_Task objective_
Search the data for the string "BridgeResult" and copy each line where it turns up.
>>
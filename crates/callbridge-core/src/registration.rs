//! Push registration bookkeeping
//!
//! [`PushRegistrationManager`] owns the device push token and the current
//! access token and decides when the transport must be (un)registered. It does
//! no I/O itself: every operation returns the [`RegistrationRequest`] the
//! coordinator should issue, and completions are fed back through
//! [`PushRegistrationManager::on_registration_completed`].
//!
//! # Registration rule
//!
//! A register request is produced only when both tokens are non-empty and the
//! pair differs from the last successful registration and from the one in
//! flight. Rotating a token therefore registers exactly once, and repeating an
//! unchanged token never registers again.
//!
//! # Usage Examples
//!
//! ```rust
//! use callbridge_core::registration::{DeviceTokenUpdate, PushRegistrationManager};
//! use callbridge_core::types::DeviceToken;
//!
//! let mut manager = PushRegistrationManager::new(None);
//! assert!(manager.on_credential_update("jwt-1".into()).is_none());
//!
//! let token = DeviceToken::new(vec![0xab]);
//! match manager.on_device_token_update(token.clone()) {
//!     DeviceTokenUpdate::Changed { request } => assert!(request.is_some()),
//!     DeviceTokenUpdate::Unchanged => unreachable!(),
//! }
//! assert!(matches!(manager.on_device_token_update(token), DeviceTokenUpdate::Unchanged));
//! ```

use tracing::{debug, info, warn};

use crate::error::{BridgeError, BridgeResult};
use crate::types::DeviceToken;

/// Registration state against the transport
#[derive(Debug, Clone, Copy, PartialEq, Eq)]
pub enum RegistrationStatus {
    /// Never registered, or unregistered since
    Unregistered,
    /// A register request is in flight
    Registering,
    /// The last register request succeeded
    Registered,
    /// The last register request failed
    Failed,
}

/// What caused a registration attempt
#[derive(Debug, Clone, Copy, PartialEq, Eq)]
pub enum RegistrationTrigger {
    /// The host supplied a new access token
    Credential,
    /// The push registry supplied a new device token
    DeviceToken,
}

/// A register or unregister call the coordinator should make
#[derive(Debug, Clone, PartialEq, Eq)]
pub struct RegistrationRequest {
    pub access_token: String,
    pub device_token: DeviceToken,
    pub trigger: RegistrationTrigger,
}

impl RegistrationRequest {
    fn same_tokens(&self, other: &RegistrationRequest) -> bool {
        self.access_token == other.access_token && self.device_token == other.device_token
    }
}

/// Outcome of a device token update
#[derive(Debug, Clone, PartialEq, Eq)]
pub enum DeviceTokenUpdate {
    /// Same token as cached; nothing to do
    Unchanged,
    /// New token cached; persist it and issue `request` if present
    Changed { request: Option<RegistrationRequest> },
}

/// Tracks tokens and registration status
#[derive(Debug)]
pub struct PushRegistrationManager {
    access_token: Option<String>,
    device_token: Option<DeviceToken>,
    status: RegistrationStatus,
    registered: Option<RegistrationRequest>,
    in_flight: Option<RegistrationRequest>,
}

impl PushRegistrationManager {
    /// Start with the device token cached from a previous run, if any
    pub fn new(cached_device_token: Option<DeviceToken>) -> Self {
        Self {
            access_token: None,
            device_token: cached_device_token.filter(|t| !t.is_empty()),
            status: RegistrationStatus::Unregistered,
            registered: None,
            in_flight: None,
        }
    }

    pub fn status(&self) -> RegistrationStatus {
        self.status
    }

    pub fn access_token(&self) -> Option<&str> {
        self.access_token.as_deref()
    }

    pub fn device_token(&self) -> Option<&DeviceToken> {
        self.device_token.as_ref()
    }

    /// Remember an access token without attempting registration
    pub fn remember_credential(&mut self, token: String) {
        if !token.is_empty() {
            self.access_token = Some(token);
        }
    }

    /// A new access token arrived; register if a device token is cached
    pub fn on_credential_update(&mut self, token: String) -> Option<RegistrationRequest> {
        self.remember_credential(token);
        self.next_request(RegistrationTrigger::Credential)
    }

    /// The push registry produced a device token
    ///
    /// The token is cached whether or not a registration follows.
    ///
    /// An empty token never replaces the cached one.
    pub fn on_device_token_update(&mut self, token: DeviceToken) -> DeviceTokenUpdate {
        if token.is_empty() {
            debug!("Empty device token, keeping the cached one");
            return DeviceTokenUpdate::Unchanged;
        }
        if self.device_token.as_ref() == Some(&token) {
            debug!("Device token unchanged, skipping registration");
            return DeviceTokenUpdate::Unchanged;
        }
        self.device_token = Some(token);
        DeviceTokenUpdate::Changed {
            request: self.next_request(RegistrationTrigger::DeviceToken),
        }
    }

    /// Record the outcome of a register request
    pub fn on_registration_completed(&mut self, request: &RegistrationRequest, result: &BridgeResult<()>) {
        if self.in_flight.as_ref().map_or(false, |r| r.same_tokens(request)) {
            self.in_flight = None;
        }
        match result {
            Ok(()) => {
                info!("Registered for VoIP push notifications");
                self.registered = Some(request.clone());
                self.status = RegistrationStatus::Registered;
            }
            Err(e) => {
                warn!("Registration failed: {}", e);
                self.status = RegistrationStatus::Failed;
            }
        }
    }

    /// Build an unregister request
    ///
    /// `access_token` overrides the remembered credential. Fails with
    /// `MissingTokens` when either token is unavailable.
    pub fn unregister_request(&self, access_token: Option<String>) -> BridgeResult<RegistrationRequest> {
        let access_token = access_token
            .filter(|t| !t.is_empty())
            .or_else(|| self.access_token.clone())
            .ok_or(BridgeError::MissingTokens)?;
        let device_token = self.device_token.clone().ok_or(BridgeError::MissingTokens)?;
        Ok(RegistrationRequest {
            access_token,
            device_token,
            trigger: RegistrationTrigger::Credential,
        })
    }

    /// Record the outcome of an unregister request
    ///
    /// The cached device token is dropped whatever the outcome, so the next
    /// token the push registry hands out always registers afresh.
    pub fn on_unregister_completed(&mut self, result: &BridgeResult<()>) {
        if let Err(e) = result {
            warn!("Unregistration failed: {}", e);
        }
        self.device_token = None;
        self.registered = None;
        self.in_flight = None;
        self.status = RegistrationStatus::Unregistered;
    }

    fn next_request(&mut self, trigger: RegistrationTrigger) -> Option<RegistrationRequest> {
        let request = RegistrationRequest {
            access_token: self.access_token.clone()?,
            device_token: self.device_token.clone()?,
            trigger,
        };
        let duplicate = [&self.registered, &self.in_flight]
            .into_iter()
            .flatten()
            .any(|known| known.same_tokens(&request));
        if duplicate {
            debug!("Tokens already registered, skipping registration");
            return None;
        }
        self.in_flight = Some(request.clone());
        self.status = RegistrationStatus::Registering;
        Some(request)
    }
}

#[cfg(test)]
mod tests {
    use super::*;

    fn token(byte: u8) -> DeviceToken {
        DeviceToken::new(vec![byte; 4])
    }

    fn changed_request(update: DeviceTokenUpdate) -> Option<RegistrationRequest> {
        match update {
            DeviceTokenUpdate::Changed { request } => request,
            DeviceTokenUpdate::Unchanged => panic!("expected a changed token"),
        }
    }

    #[test]
    fn test_credential_without_device_token_does_not_register() {
        let mut manager = PushRegistrationManager::new(None);
        assert!(manager.on_credential_update("jwt".into()).is_none());
        assert_eq!(manager.access_token(), Some("jwt"));
        assert_eq!(manager.status(), RegistrationStatus::Unregistered);
    }

    #[test]
    fn test_credential_with_cached_device_token_registers() {
        let mut manager = PushRegistrationManager::new(Some(token(1)));
        let request = manager.on_credential_update("jwt".into()).unwrap();
        assert_eq!(request.trigger, RegistrationTrigger::Credential);
        assert_eq!(request.device_token, token(1));
        assert_eq!(manager.status(), RegistrationStatus::Registering);
    }

    #[test]
    fn test_unchanged_device_token_never_registers() {
        let mut manager = PushRegistrationManager::new(None);
        manager.remember_credential("jwt".into());

        let request = changed_request(manager.on_device_token_update(token(1))).unwrap();
        manager.on_registration_completed(&request, &Ok(()));

        assert_eq!(manager.on_device_token_update(token(1)), DeviceTokenUpdate::Unchanged);
    }

    #[test]
    fn test_device_token_cached_without_credential() {
        let mut manager = PushRegistrationManager::new(None);
        assert_eq!(changed_request(manager.on_device_token_update(token(2))), None);
        assert_eq!(manager.device_token(), Some(&token(2)));
    }

    #[test]
    fn test_empty_device_token_keeps_cached_one() {
        let mut manager = PushRegistrationManager::new(Some(token(3)));
        manager.remember_credential("jwt".into());

        let update = manager.on_device_token_update(DeviceToken::new(Vec::new()));

        assert_eq!(update, DeviceTokenUpdate::Unchanged);
        assert_eq!(manager.device_token(), Some(&token(3)));
        assert_eq!(manager.status(), RegistrationStatus::Unregistered);
    }

    #[test]
    fn test_same_credential_twice_registers_once() {
        let mut manager = PushRegistrationManager::new(Some(token(1)));
        let request = manager.on_credential_update("jwt".into()).unwrap();

        // Still in flight
        assert!(manager.on_credential_update("jwt".into()).is_none());

        manager.on_registration_completed(&request, &Ok(()));
        assert_eq!(manager.status(), RegistrationStatus::Registered);
        assert!(manager.on_credential_update("jwt".into()).is_none());

        // Rotation registers again
        assert!(manager.on_credential_update("jwt-2".into()).is_some());
    }

    #[test]
    fn test_failed_registration_can_retry() {
        let mut manager = PushRegistrationManager::new(Some(token(1)));
        let request = manager.on_credential_update("jwt".into()).unwrap();
        manager.on_registration_completed(&request, &Err(BridgeError::transport("offline")));

        assert_eq!(manager.status(), RegistrationStatus::Failed);
        assert!(manager.on_credential_update("jwt".into()).is_some());
    }

    #[test]
    fn test_unregister_needs_both_tokens() {
        let manager = PushRegistrationManager::new(None);
        assert_eq!(manager.unregister_request(Some("jwt".into())), Err(BridgeError::MissingTokens));

        let manager = PushRegistrationManager::new(Some(token(3)));
        assert_eq!(manager.unregister_request(None), Err(BridgeError::MissingTokens));
        let request = manager.unregister_request(Some("jwt".into())).unwrap();
        assert_eq!(request.device_token, token(3));
    }

    #[test]
    fn test_unregister_clears_device_token_even_on_failure() {
        let mut manager = PushRegistrationManager::new(Some(token(3)));
        manager.remember_credential("jwt".into());
        manager.on_unregister_completed(&Err(BridgeError::transport("offline")));

        assert_eq!(manager.device_token(), None);
        assert_eq!(manager.status(), RegistrationStatus::Unregistered);
    }
}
<<
_Response below_
use crate::error::{BridgeError, BridgeResult};
    pub fn on_registration_completed(&mut self, request: &RegistrationRequest, result: &BridgeResult<()>) {
    pub fn unregister_request(&self, access_token: Option<String>) -> BridgeResult<RegistrationRequest> {
    pub fn on_unregister_completed(&mut self, result: &BridgeResult<()>) {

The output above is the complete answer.